▶ Records provided:
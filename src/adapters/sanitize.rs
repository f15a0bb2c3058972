//! Log sanitization utilities for PII filtering.
//!
//! String-based redaction helpers applied to formatted log output before it
//! reaches the sink:
//! - Assessment/patient identifiers (UUIDs)
//! - Medical record numbers (MRNs)
//! - SSN-like numbers
//! - Email addresses and phone numbers
//!
//! Sanitizing strings is a defense-in-depth fallback; the primary protection
//! is that the application never logs measurements or identifiers in the
//! first place. `sanitize()` also enforces a maximum input size
//! (`VITALSCOPE_SANITIZE_MAX_BYTES`) so an oversized log line cannot turn
//! redaction into a CPU sink.

use regex::{Regex, RegexSet};
use std::sync::OnceLock;
use tracing_subscriber::fmt::MakeWriter;

/// Compiled patterns for PII detection and sanitization.
static PII_PATTERNS: OnceLock<PiiPatterns> = OnceLock::new();

/// Maximum number of bytes to sanitize per call.
///
/// Defaults to 16 KiB; can be overridden via `VITALSCOPE_SANITIZE_MAX_BYTES`.
const DEFAULT_SANITIZE_MAX_BYTES: usize = 16 * 1024;

/// A compiled PII pattern with its replacement text.
struct PiiPattern {
    regex: Regex,
    replacement: &'static str,
}

struct PiiPatterns {
    set: RegexSet,
    patterns: Vec<PiiPattern>,
}

fn truncate_to_char_boundary(input: &str, max_bytes: usize) -> (&str, bool) {
    if input.len() <= max_bytes {
        return (input, false);
    }

    // Ensure we don't panic on UTF-8 boundaries.
    let mut end = max_bytes.min(input.len());
    while end > 0 && !input.is_char_boundary(end) {
        end -= 1;
    }
    (&input[..end], true)
}

fn max_sanitize_bytes() -> usize {
    std::env::var("VITALSCOPE_SANITIZE_MAX_BYTES")
        .ok()
        .and_then(|v| v.parse::<usize>().ok())
        .filter(|&v| v > 0)
        .unwrap_or(DEFAULT_SANITIZE_MAX_BYTES)
}

/// Initialize PII patterns (called once at startup).
fn get_patterns() -> &'static PiiPatterns {
    PII_PATTERNS.get_or_init(|| {
        // NOTE: Rust's `regex` crate is linear-time, but scanning large
        // strings still costs CPU. Patterns stay simple and input size is
        // capped (see `max_sanitize_bytes`).
        let rules: Vec<(&'static str, &'static str)> = vec![
            // UUID patterns (assessment IDs)
            (
                r"[0-9a-fA-F]{8}-[0-9a-fA-F]{4}-[0-9a-fA-F]{4}-[0-9a-fA-F]{4}-[0-9a-fA-F]{12}",
                "[REDACTED-UUID]",
            ),
            // SSN-like patterns (xxx-xx-xxxx)
            (r"\b\d{3}-\d{2}-\d{4}\b", "[REDACTED-SSN]"),
            // MRN patterns (common formats)
            (r"\bMRN[:\s]?\d{6,10}\b", "[REDACTED-MRN]"),
            // Email patterns (bounded labels; case-insensitive)
            (
                r"(?i)\b[a-z0-9](?:[a-z0-9._%+-]{0,62}[a-z0-9])?@(?:[a-z0-9](?:[a-z0-9-]{0,61}[a-z0-9])?\.)+[a-z]{2,}\b",
                "[REDACTED-EMAIL]",
            ),
            // Phone patterns
            (
                r"\b(?:\+?1[-.\s]?)?\(?[0-9]{3}\)?[-.\s]?[0-9]{3}[-.\s]?[0-9]{4}\b",
                "[REDACTED-PHONE]",
            ),
        ];

        let set = RegexSet::new(rules.iter().map(|(p, _)| *p)).expect("Valid regex set");
        let patterns = rules
            .into_iter()
            .map(|(pattern, replacement)| PiiPattern {
                regex: Regex::new(pattern).expect("Valid regex"),
                replacement,
            })
            .collect();

        PiiPatterns { set, patterns }
    })
}

/// Sanitize a string by replacing PII patterns.
#[must_use]
pub fn sanitize(input: &str) -> String {
    sanitize_with_limit(input, max_sanitize_bytes())
}

fn sanitize_with_limit(input: &str, max_bytes: usize) -> String {
    let patterns = get_patterns();

    let (prefix, truncated) = truncate_to_char_boundary(input, max_bytes);

    // Fast path: single scan for "any match".
    if !patterns.set.is_match(prefix) {
        let mut out = prefix.to_string();
        if truncated {
            out.push_str(" [TRUNCATED]");
        }
        return out;
    }

    // Only apply patterns that matched the original prefix.
    let matched: Vec<usize> = patterns.set.matches(prefix).into_iter().collect();
    let mut result = prefix.to_string();
    for idx in matched {
        let pattern = &patterns.patterns[idx];
        result = pattern
            .regex
            .replace_all(&result, pattern.replacement)
            .to_string();
    }

    if truncated {
        result.push_str(" [TRUNCATED]");
    }
    result
}

/// Check if a string contains potential PII.
#[must_use]
pub fn contains_pii(input: &str) -> bool {
    let patterns = get_patterns();
    let (prefix, _truncated) = truncate_to_char_boundary(input, max_sanitize_bytes());
    patterns.set.is_match(prefix)
}

/// A `tracing_subscriber` writer wrapper that sanitizes formatted log output
/// before it is written to the underlying sink.
///
/// This keeps sanitization centralized (no need to call `sanitize()` at every
/// callsite).
#[derive(Debug)]
pub struct SanitizingMakeWriter<M> {
    inner: M,
}

impl<M> SanitizingMakeWriter<M> {
    #[must_use]
    pub fn new(inner: M) -> Self {
        Self { inner }
    }
}

impl<M> Clone for SanitizingMakeWriter<M>
where
    M: Clone,
{
    fn clone(&self) -> Self {
        Self {
            inner: self.inner.clone(),
        }
    }
}

pub struct SanitizingWriter<W> {
    inner: W,
    buffer: Vec<u8>,
}

impl<W> SanitizingWriter<W> {
    fn new(inner: W) -> Self {
        Self {
            inner,
            buffer: Vec::new(),
        }
    }
}

impl<W> SanitizingWriter<W>
where
    W: std::io::Write,
{
    fn flush_lines(&mut self) -> std::io::Result<()> {
        while let Some(pos) = self.buffer.iter().position(|&b| b == b'\n') {
            let line = self.buffer.drain(..=pos).collect::<Vec<u8>>();
            let line_str = String::from_utf8_lossy(&line);
            let sanitized = sanitize(&line_str);
            self.inner.write_all(sanitized.as_bytes())?;
        }
        Ok(())
    }
}

impl<W> std::io::Write for SanitizingWriter<W>
where
    W: std::io::Write,
{
    fn write(&mut self, buf: &[u8]) -> std::io::Result<usize> {
        self.buffer.extend_from_slice(buf);

        // Prevent unbounded buffering if the formatter writes a huge line
        // with no newlines; `sanitize()` caps the output as well.
        let hard_cap = max_sanitize_bytes().saturating_mul(2);
        if hard_cap > 0 && self.buffer.len() > hard_cap {
            let s = String::from_utf8_lossy(&self.buffer).to_string();
            let sanitized = sanitize(&s);
            self.inner.write_all(sanitized.as_bytes())?;
            self.inner.write_all(b"\n[TRUNCATED]\n")?;
            self.buffer.clear();
            return Ok(buf.len());
        }

        self.flush_lines()?;
        Ok(buf.len())
    }

    fn flush(&mut self) -> std::io::Result<()> {
        self.flush_lines()?;

        if !self.buffer.is_empty() {
            let s = String::from_utf8_lossy(&self.buffer);
            let sanitized = sanitize(&s);
            self.inner.write_all(sanitized.as_bytes())?;
            self.buffer.clear();
        }

        self.inner.flush()
    }
}

impl<'a, M> MakeWriter<'a> for SanitizingMakeWriter<M>
where
    M: MakeWriter<'a>,
{
    type Writer = SanitizingWriter<M::Writer>;

    fn make_writer(&'a self) -> Self::Writer {
        SanitizingWriter::new(self.inner.make_writer())
    }
}

#[cfg(test)]
mod tests {
    use super::*;

    #[test]
    fn test_sanitize_uuid() {
        let input = "Assessment 550e8400-e29b-41d4-a716-446655440000 exported";
        let sanitized = sanitize(input);
        assert!(sanitized.contains("[REDACTED-UUID]"));
        assert!(!sanitized.contains("550e8400"));
    }

    #[test]
    fn test_sanitize_ssn() {
        let input = "SSN: 123-45-6789";
        let sanitized = sanitize(input);
        assert!(sanitized.contains("[REDACTED-SSN]"));
        assert!(!sanitized.contains("123-45-6789"));
    }

    #[test]
    fn test_sanitize_mrn() {
        let input = "MRN:12345678 found";
        let sanitized = sanitize(input);
        assert!(sanitized.contains("[REDACTED-MRN]"));
    }

    #[test]
    fn test_sanitize_email() {
        let input = "Contact: patient@hospital.com";
        let sanitized = sanitize(input);
        assert!(sanitized.contains("[REDACTED-EMAIL]"));
    }

    #[test]
    fn test_contains_pii() {
        assert!(contains_pii("ID: 550e8400-e29b-41d4-a716-446655440000"));
        assert!(contains_pii("SSN: 123-45-6789"));
        assert!(!contains_pii("Just normal log text"));
    }

    #[test]
    fn test_sanitize_truncates_large_inputs() {
        let input = "prefix 550e8400-e29b-41d4-a716-446655440000 suffix";
        let sanitized = sanitize_with_limit(input, 16);
        assert!(sanitized.contains("[TRUNCATED]"));
        // With the small cap we may cut mid-pattern, but we must never panic.
        let _ = sanitized;
    }
}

▶ Problem to work on:
For the material, find the number of lines holding the word "SanitizingMakeWriter" and give that figure and nothing more.

▶ Task result:
4